- [Action item]:
Go through the records below and copy out every line that contains the word "collect".

==================================================

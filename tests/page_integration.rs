use element_inspector::dom::{Document, LightChildren, PageDocument, ShadowIncludingChildren, TreeFilter, element_data};
use element_inspector::highlight::HighlightStyle;
use element_inspector::tools::utils::html_data_url;
use element_inspector::tools::{ToolContext, ToolRegistry};
use element_inspector::{BrowserSession, InspectorError, LaunchOptions};
use serde_json::json;

const PAGE: &str = r#"<html><body style="margin:0">
<ul id="menu" class="menu" style="margin:0;padding:0;list-style:none">
    <li class="item" id="first" style="height:30px">One</li>
    <li class="item" id="second" style="height:30px">Two <span class="item">nested</span></li>
    <li id="third" style="height:30px">Three</li>
</ul>
<div id="host"></div>
<script>
    const root = document.getElementById('host').attachShadow({ mode: 'open' });
    root.innerHTML = '<header id="shadow-header"></header>';
    document.getElementById('host').appendChild(document.createElement('footer'));
</script>
</body></html>"#;

fn open_page() -> BrowserSession {
    let session = BrowserSession::launch(LaunchOptions::new().headless(true)).expect("Failed to launch browser");
    session.navigate(&html_data_url(PAGE)).expect("Failed to navigate");
    session.wait_for_navigation().expect("Navigation did not complete");
    session
}

#[test]
#[ignore] // Requires Chrome to be installed
fn test_element_data_on_live_page() {
    let session = open_page();
    let document = session.document().unwrap();

    let data = element_data(&document, "#menu").unwrap();
    assert_eq!(data.tag_name, "UL");
    assert_eq!(data.attributes.len(), 3);
    assert_eq!(data.get_attribute("class"), Some("menu"));
    assert!(data.rect.is_finite());
    assert!(data.rect.height >= 90.0);

    assert!(matches!(element_data(&document, "#missing"), Err(InspectorError::ElementNotFound(_))));
    assert!(matches!(element_data(&document, "li["), Err(InspectorError::InvalidSelector { .. })));
}

#[test]
#[ignore]
fn test_element_tree_on_live_page() {
    let session = open_page();
    let document: PageDocument = session.document().unwrap();

    let tree = element_inspector::dom::element_node_tree_data(
        &document,
        &LightChildren,
        "#menu",
        &TreeFilter::selector(".item"),
    )
    .unwrap()
    .unwrap();
    assert_eq!(tree.child_nodes.len(), 2);
    assert_eq!(tree.child_nodes[1].child_nodes[0].tag_name, "SPAN");

    let composed =
        element_inspector::dom::element_node_tree_data(&document, &ShadowIncludingChildren, "#host", &TreeFilter::All)
            .unwrap()
            .unwrap();
    let tags: Vec<_> = composed.child_nodes.iter().map(|c| c.tag_name.as_str()).collect();
    assert_eq!(tags, vec!["HEADER", "FOOTER"]);
}

#[test]
#[ignore]
fn test_highlighter_round_trip() {
    let mut session = open_page();
    session.create_highlighter("main", HighlightStyle::default()).unwrap();

    let mut inspector = session.inspector().unwrap();
    assert_eq!(inspector.get_highlighter_target_data("main").unwrap(), None);

    inspector
        .highlight_element_at_point("main", element_inspector::Point::new(10.0, 45.0))
        .unwrap();
    let target = inspector.get_highlighter_target_data("main").unwrap().unwrap();
    assert_eq!(target.id(), Some("second"));

    // the overlay must not be hit by later point queries
    inspector
        .highlight_element_at_point("main", element_inspector::Point::new(10.0, 45.0))
        .unwrap();
    assert_eq!(inspector.get_highlighter_target_data("main").unwrap().unwrap().id(), Some("second"));

    inspector.highlight_element_for_selector("main", "#menu").unwrap();
    let children = inspector.get_highlighter_target_children_data("main", ".item").unwrap();
    let tags: Vec<_> = children.iter().map(|c| c.tag_name.as_str()).collect();
    assert_eq!(tags, vec!["LI", "LI", "SPAN"]);

    inspector.hide_highlighter("main").unwrap();
    assert!(inspector.get_highlighter_target_data("main").unwrap().is_some());
    inspector.show_highlighter("main").unwrap();

    let overlays: usize = inspector
        .document()
        .tab()
        .evaluate("document.querySelectorAll('[data-element-inspector-overlay]').length", false)
        .unwrap()
        .value
        .and_then(|v| v.as_u64())
        .unwrap_or(0) as usize;
    assert_eq!(overlays, 1);
}

#[test]
#[ignore]
fn test_overlay_hidden_from_queries() {
    let mut session = open_page();
    session.create_highlighter("main", HighlightStyle::default()).unwrap();
    session.inspector().unwrap().highlight_element_for_selector("main", "#third").unwrap();

    let document = session.document().unwrap();
    let body = document.query_selector("body").unwrap().unwrap();
    let tags: Vec<_> = document
        .child_nodes(&body)
        .unwrap()
        .iter()
        .filter(|node| document.node_type(node).unwrap().is_element())
        .map(|node| document.tag_name(node).unwrap())
        .collect();
    assert_eq!(tags, vec!["UL", "DIV", "SCRIPT"]);
}

#[test]
#[ignore]
fn test_handles_do_not_survive_navigation() {
    let mut session = open_page();
    session.create_highlighter("main", HighlightStyle::default()).unwrap();
    session.inspector().unwrap().highlight_element_for_selector("main", "#menu").unwrap();
    let menu = session.document().unwrap().query_selector("#menu").unwrap().unwrap();

    session.navigate(&html_data_url("<p>x</p>")).unwrap();
    session.wait_for_navigation().unwrap();

    // the new page hands out its own handles, starting over
    let document = session.document().unwrap();
    let paragraph = document.query_selector("p").unwrap().unwrap();
    assert_ne!(paragraph, menu);
    assert!(matches!(document.tag_name(&menu), Err(InspectorError::ElementNotFound(_))));

    assert!(matches!(
        session.inspector().unwrap().get_highlighter_target_data("main"),
        Err(InspectorError::ElementNotFound(_))
    ));
}

#[test]
#[ignore]
fn test_tools_against_live_page() {
    let mut session = open_page();
    let registry = ToolRegistry::with_defaults();
    let mut context = ToolContext::new(&mut session);

    let created = registry
        .execute("create_highlighter", json!({ "highlighter_id": "main" }), &mut context)
        .unwrap();
    assert!(created.success);

    let highlighted = registry
        .execute("highlight", json!({ "highlighter_id": "main", "selector": "#first" }), &mut context)
        .unwrap();
    assert_eq!(highlighted.data.unwrap()["tagName"], "LI");

    let target = registry
        .execute("highlighter_target", json!({ "highlighter_id": "main" }), &mut context)
        .unwrap();
    assert_eq!(target.data.unwrap()["attributes"]["id"], "first");

    let tree = registry
        .execute("element_tree", json!({ "root": "#menu" }), &mut context)
        .unwrap();
    assert_eq!(tree.data.unwrap()["childNodes"].as_array().unwrap().len(), 3);

    let shot = registry
        .execute("screenshot", json!({ "highlighter_id": "main" }), &mut context)
        .unwrap();
    let shot = shot.data.unwrap();
    assert_eq!(shot["outlined"], true);
    assert!(!shot["data"].as_str().unwrap().is_empty());

    let err = registry
        .execute("highlight", json!({ "highlighter_id": "ghost", "selector": "#first" }), &mut context)
        .unwrap_err();
    assert!(matches!(err, InspectorError::HighlighterNotFound(_)));

    let navigated = registry
        .execute("navigate", json!({ "url": html_data_url("<p id='after'>x</p>") }), &mut context)
        .unwrap();
    assert_eq!(navigated.data.unwrap()["highlighters_reset"], 1);

    let target = registry
        .execute("highlighter_target", json!({ "highlighter_id": "main" }), &mut context)
        .unwrap();
    assert_eq!(target.data, Some(serde_json::Value::Null));

    // the overlay is reinstalled on the new page
    let highlighted = registry
        .execute("highlight", json!({ "highlighter_id": "main", "selector": "#after" }), &mut context)
        .unwrap();
    assert_eq!(highlighted.data.unwrap()["tagName"], "P");
}
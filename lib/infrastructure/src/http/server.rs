use actix_web::*;
use anyhow::Context as _;
use serde::Deserialize;

#[derive(Debug, Deserialize, Clone)]
pub struct HttpServerConfig {
    pub port: u16,
}

impl HttpServerConfig {
    /// Runs the HTTP server until process shutdown, serving the scope produced
    /// by the given factory.
    pub async fn run_server<F>(&self, scope: F) -> anyhow::Result<()>
    where
        F: Fn() -> Scope + Send + Clone + 'static,
    {
        let http_server = HttpServer::new(move || {
            App::new()
                .wrap(tracing_actix_web::TracingLogger::default())
                .service(scope())
        })
        .workers(1)
        .disable_signals()
        .bind(("0.0.0.0", self.port))?;

        http_server
            .run()
            .await
            .with_context(|| format!("Error starting HTTP server on port {}", self.port))
    }
}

==================================================

- [Task response]:
    let tags: Vec<_> = composed.child_nodes.iter().map(|c| c.tag_name.as_str()).collect();
    let tags: Vec<_> = children.iter().map(|c| c.tag_name.as_str()).collect();
        .collect();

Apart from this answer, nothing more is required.